**Data:**
*** Block opens ***
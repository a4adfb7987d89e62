//! Command-line argument parsing

use clap::Parser;
use std::path::PathBuf;

/// Run a toolslide scenario against an in-memory document
#[derive(Parser, Debug)]
#[command(name = "toolslide", version, about = "Run a toolslide widget scenario")]
pub struct CliArgs {
    /// Scenario JSON file, or `-` for stdin
    #[arg(value_name = "SCENARIO")]
    pub scenario: PathBuf,

    /// Print the report on a single line
    #[arg(short, long)]
    pub compact: bool,

    /// Log widget activity (filter with RUST_LOG)
    #[arg(short, long)]
    pub verbose: bool,
}

impl CliArgs {
    pub fn is_stdin(&self) -> bool {
        self.scenario.as_os_str() == "-"
    }
}

#[cfg(test)]
mod tests {
    use super::*;

    #[test]
    fn test_parse_args() {
        let args = CliArgs::parse_from(["toolslide", "demo.json", "--compact"]);
        assert_eq!(args.scenario, PathBuf::from("demo.json"));
        assert!(args.compact);
        assert!(!args.verbose);
        assert!(!args.is_stdin());
    }

    #[test]
    fn test_stdin_marker() {
        let args = CliArgs::parse_from(["toolslide", "-", "-v"]);
        assert!(args.is_stdin());
        assert!(args.verbose);
    }
}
*** Block closes ***
**Your instructions:**
Print each entry above again, exactly as it was given.

**Task output:**
repository a4adfb7987d89e62
//! Command-line argument parsing

use clap::Parser;
use std::path::PathBuf;

/// Run a toolslide scenario against an in-memory document
#[derive(Parser, Debug)]
#[command(name = "toolslide", version, about = "Run a toolslide widget scenario")]
pub struct CliArgs {
    /// Scenario JSON file, or `-` for stdin
    #[arg(value_name = "SCENARIO")]
    pub scenario: PathBuf,

    /// Print the report on a single line
    #[arg(short, long)]
    pub compact: bool,

    /// Log widget activity (filter with RUST_LOG)
    #[arg(short, long)]
    pub verbose: bool,
}

impl CliArgs {
    pub fn is_stdin(&self) -> bool {
        self.scenario.as_os_str() == "-"
    }
}

#[cfg(test)]
mod tests {
    use super::*;

    #[test]
    fn test_parse_args() {
        let args = CliArgs::parse_from(["toolslide", "demo.json", "--compact"]);
        assert_eq!(args.scenario, PathBuf::from("demo.json"));
        assert!(args.compact);
        assert!(!args.verbose);
        assert!(!args.is_stdin());
    }

    #[test]
    fn test_stdin_marker() {
        let args = CliArgs::parse_from(["toolslide", "-", "-v"]);
        assert!(args.is_stdin());
        assert!(args.verbose);
    }
}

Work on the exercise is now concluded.